Agruras de uma pessoa jurídica

É até natural e saudável, nos dias de hoje, que um jornalista que trabalha em casa e colabora com muitas publicações tenha sua própria empresa. Do seu escritório ou de sua casa, não está preso a um horário, a um local de trabalho nem a qualquer tipo de exclusividade ou vínculo empregatício.

Na medida em que arca com seus próprios custos de aluguel, material, equipamento e fornece serviços para diferentes contratantes, age como empresa. E esses não são casos isolados, mas a situação de boa parte dos jornalistas das grandes e médias empresas. A constituição de uma firma é a legalização dessa condição, que coloca o profissional dentro da economia formal.

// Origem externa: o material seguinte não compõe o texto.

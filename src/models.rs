//! Payload types pushed on the dashboard topics.
//!
//! Topics publish JSON arrays of these records. Timestamps are kept as the
//! ISO-8601 local date-time strings the server sends (no zone).
//!
//! # Example
//!
//! ```ignore
//! use tracker_link::{models::TradingSignal, topics};
//!
//! let mut signals = client.subscribe_to_topic(topics::TRADING_SIGNALS)?;
//! while let Some(batch) = signals.recv_as::<Vec<TradingSignal>>().await? {
//!     for signal in batch {
//!         println!("{} from {}", signal.signal.unwrap_or_default(), signal.source.unwrap_or_default());
//!     }
//! }
//! ```

// ============================================================================
// Imports
// ============================================================================

use serde::{Deserialize, Serialize};

// ============================================================================
// TradingSignal
// ============================================================================

/// One row of the trading signals feed.
#[derive(Debug, Clone, Default, PartialEq, Serialize, Deserialize)]
#[serde(rename_all = "camelCase", default)]
pub struct TradingSignal {
    /// Signal label, e.g. `BUY`.
    pub signal: Option<String>,
    /// Producing strategy or indicator.
    pub source: Option<String>,
    /// When the signal fired.
    pub date_time: Option<String>,
}

// ============================================================================
// DashboardEvent
// ============================================================================

/// An indicator event.
#[derive(Debug, Clone, Default, PartialEq, Serialize, Deserialize)]
#[serde(rename_all = "camelCase", default)]
pub struct DashboardEvent {
    pub indicator_name: Option<String>,
    /// Alert text as received from the charting platform.
    pub raw_message: Option<String>,
    pub date_time: Option<String>,
    pub signal: Option<String>,
    pub symbol: Option<String>,
}

// ============================================================================
// CurrentTrade
// ============================================================================

/// An open trade.
#[derive(Debug, Clone, Default, PartialEq, Serialize, Deserialize)]
#[serde(rename_all = "camelCase", default)]
pub struct CurrentTrade {
    pub account_name: Option<String>,
    pub id: Option<i64>,
    /// Unrealized profit and loss.
    #[serde(rename = "openPnL")]
    pub open_pnl: Option<f64>,
    pub trade_open_time: Option<String>,
    pub status: Option<String>,
}

// ============================================================================
// Tests
// ============================================================================

#[cfg(test)]
mod tests {
    use super::*;

    use serde_json::json;

    #[test]
    fn test_trading_signal_batch() {
        let batch: Vec<TradingSignal> = serde_json::from_value(json!([
            {"signal": "BUY", "source": "RSI", "dateTime": "2024-03-01T14:30:00"},
            {"signal": "SELL", "source": null}
        ]))
        .unwrap();

        assert_eq!(batch.len(), 2);
        assert_eq!(batch[0].date_time.as_deref(), Some("2024-03-01T14:30:00"));
        assert_eq!(batch[1].source, None);
        assert_eq!(batch[1].date_time, None);
    }

    #[test]
    fn test_event_field_names() {
        let event = DashboardEvent {
            indicator_name: Some("MACD".into()),
            raw_message: Some("cross up".into()),
            symbol: Some("NQ".into()),
            ..DashboardEvent::default()
        };
        let value = serde_json::to_value(&event).unwrap();
        assert_eq!(value["indicatorName"], "MACD");
        assert_eq!(value["rawMessage"], "cross up");
        assert_eq!(value["symbol"], "NQ");
    }

    #[test]
    fn test_current_trade_pnl_name() {
        let trade: CurrentTrade = serde_json::from_value(json!({
            "accountName": "sim-1",
            "id": 42,
            "openPnL": -12.5,
            "tradeOpenTime": "2024-03-01T09:31:05",
            "status": "OPEN",
            "extra": true
        }))
        .unwrap();

        assert_eq!(trade.id, Some(42));
        assert_eq!(trade.open_pnl, Some(-12.5));
        assert_eq!(serde_json::to_value(&trade).unwrap()["openPnL"], -12.5);
    }

    #[test]
    fn test_current_trades_feed() -> anyhow::Result<()> {
        let body = r#"[{"accountName":"sim-1","openPnL":3.25},{"accountName":"sim-2","id":7}]"#;
        let trades: Vec<CurrentTrade> = serde_json::from_str(body)?;

        assert_eq!(trades.len(), 2);
        assert_eq!(trades[0].open_pnl, Some(3.25));
        assert_eq!(trades[1].open_pnl, None);
        assert_eq!(trades[1].id, Some(7));
        Ok(())
    }
}

impl FrameDecoder {
    /// Creates an empty decoder accepting frames up to
    /// [`DEFAULT_MAX_FRAME_SIZE`].
    #[inline]
    #[must_use]
    pub fn new() -> Self {
        Self::with_max_frame_size(DEFAULT_MAX_FRAME_SIZE)
    }

    /// Creates an empty decoder accepting frames up to `max_frame_size` bytes.
    #[inline]
    #[must_use]
    pub fn with_max_frame_size(max_frame_size: usize) -> Self {
        Self {
            buffer: String::new(),
            max_frame_size: max_frame_size.max(1),
        }
    }

    /// Returns the frame size limit in bytes.
    #[inline]
    #[must_use]
    pub fn max_frame_size(&self) -> usize {
        self.max_frame_size
    }

    /// Appends received text.
    #[inline]
    pub fn push(&mut self, chunk: &str) {
        self.buffer.push_str(chunk);
    }

    /// Returns the number of buffered bytes not yet decoded.
    #[inline]
    #[must_use]
    pub fn buffered(&self) -> usize {
        self.buffer.len()
    }

    /// Decodes the next complete frame.
    ///
    /// Returns `Ok(None)` when more input is needed.
    ///
    /// # Errors
    ///
    /// Returns [`Error::Protocol`] for malformed input or a frame larger
    /// than the size limit. The buffer is discarded so decoding can resume
    /// on the next message.
    pub fn next_frame(&mut self) -> Result<Option<Frame>> {
        let heart_beats = self.buffer.len() - self.buffer.trim_start_matches(['\r', '\n']).len();
        if heart_beats > 0 {
            self.buffer.drain(..heart_beats);
        }
        if self.buffer.is_empty() {
            return Ok(None);
        }

        let limit = self.max_frame_size;
        let decoded = match decode_frame(&self.buffer, limit) {
            Ok(Some((_, consumed))) if consumed > limit => Err(oversized(consumed, limit)),
            Ok(None) if self.buffer.len() > limit => Err(oversized(self.buffer.len(), limit)),
            other => other,
        };

        match decoded {
            Ok(Some((frame, consumed))) => {
                self.buffer.drain(..consumed);
                Ok(Some(frame))
            }
            Ok(None) => Ok(None),
            Err(e) => {
                self.buffer.clear();
                Err(e)
            }
        }
    }
}

// ============================================================================
// Helpers
// ============================================================================

fn oversized(size: usize, limit: usize) -> Error {
    Error::protocol(format!("frame of {size} bytes exceeds limit of {limit} bytes"))
}

/// Decodes one frame from the start of `buf`, returning bytes consumed.
fn decode_frame(buf: &str, limit: usize) -> Result<Option<(Frame, usize)>> {
    let mut pos = 0;
    let mut lines = Vec::new();
    loop {
        let Some(rel) = buf[pos..].find('\n') else {
            return Ok(None);
        };
        let line = &buf[pos..pos + rel];
        let line = line.strip_suffix('\r').unwrap_or(line);
        pos += rel + 1;
        if line.is_empty() {
            break;
        }
        lines.push(line);
    }

    let (command_line, header_lines) = lines
        .split_first()
        .ok_or_else(|| Error::protocol("frame without command"))?;
    let command = Command::parse(command_line)
        .ok_or_else(|| Error::protocol(format!("unknown command: {command_line}")))?;

    let escaped = command.escapes_headers();
    let mut headers = Vec::with_capacity(header_lines.len());
    for line in header_lines {
        let (name, value) = line
            .split_once(':')
            .ok_or_else(|| Error::protocol(format!("malformed header line: {line}")))?;
        if escaped {
            headers.push((unescape(name)?, unescape(value)?));
        } else {
            headers.push((name.to_string(), value.to_string()));
        }
    }

    let content_length = headers
        .iter()
        .find(|(name, _)| name == CONTENT_LENGTH)
        .map(|(_, value)| {
            value
                .trim()
                .parse::<usize>()
                .map_err(|_| Error::protocol(format!("invalid content-length: {value}")))
        })
        .transpose()?;

    let (body, consumed) = match content_length {
        Some(length) => {
            if length > limit {
                return Err(oversized(length, limit));
            }
            let end = pos
                .checked_add(length)
                .ok_or_else(|| Error::protocol("content-length overflow"))?;
            if buf.len() <= end {
                return Ok(None);
            }
            let body = buf
                .get(pos..end)
                .ok_or_else(|| Error::protocol("content-length splits a character"))?;
            if buf.as_bytes()[end] != 0 {
                return Err(Error::protocol("frame body not NUL-terminated"));
            }
            (body, end + 1)
        }
        None => {
            let Some(rel) = buf[pos..].find('\0') else {
                return Ok(None);
            };
            (&buf[pos..pos + rel], pos + rel + 1)
        }
    };

    let frame = Frame {
        command,
        headers,
        body: body.to_string(),
    };
    Ok(Some((frame, consumed)))
}

fn push_header_part(out: &mut String, raw: &str, escape: bool) {
    if !escape {
        out.push_str(raw);
        return;
    }
    for c in raw.chars() {
        match c {
            '\\' => out.push_str("\\\\"),
            '\n' => out.push_str("\\n"),
            '\r' => out.push_str("\\r"),
            ':' => out.push_str("\\c"),
            c => out.push(c),
        }
    }
}

fn unescape(raw: &str) -> Result<String> {
    let mut out = String::with_capacity(raw.len());
    let mut chars = raw.chars();
    while let Some(c) = chars.next() {
        if c != '\\' {
            out.push(c);
            continue;
        }
        match chars.next() {
            Some('\\') => out.push('\\'),
            Some('n') => out.push('\n'),
            Some('r') => out.push('\r'),
            Some('c') => out.push(':'),
            Some(other) => {
                return Err(Error::protocol(format!(
                    "undefined escape sequence: \\{other}"
                )));
            }
            None => return Err(Error::protocol("dangling escape at end of header")),
        }
    }
    Ok(out)
}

Só há uma injustiça, uma grande injustiça, nesse processo. Se várias categorias de prestadores de serviço podem se encaixar no ‘Simples’ (Sistema Integrado de Pagamento de Impostos e Contribuições das Microempresas e das Empresas de Pequeno Porte), com uma taxa única de impostos, por que os serviços editoriais ou serviços jornalísticos não podem?

Além dessa injustiça, a prática da ‘pessoa jurídica’ criou também algumas distorções. Muitos jornalistas, hoje, no momento de disputar uma vaga em empresas médias ou pequenas, são informados de que uma das condições para conseguir o emprego é constituir uma empresa e receber seus honorários como pessoa jurídica.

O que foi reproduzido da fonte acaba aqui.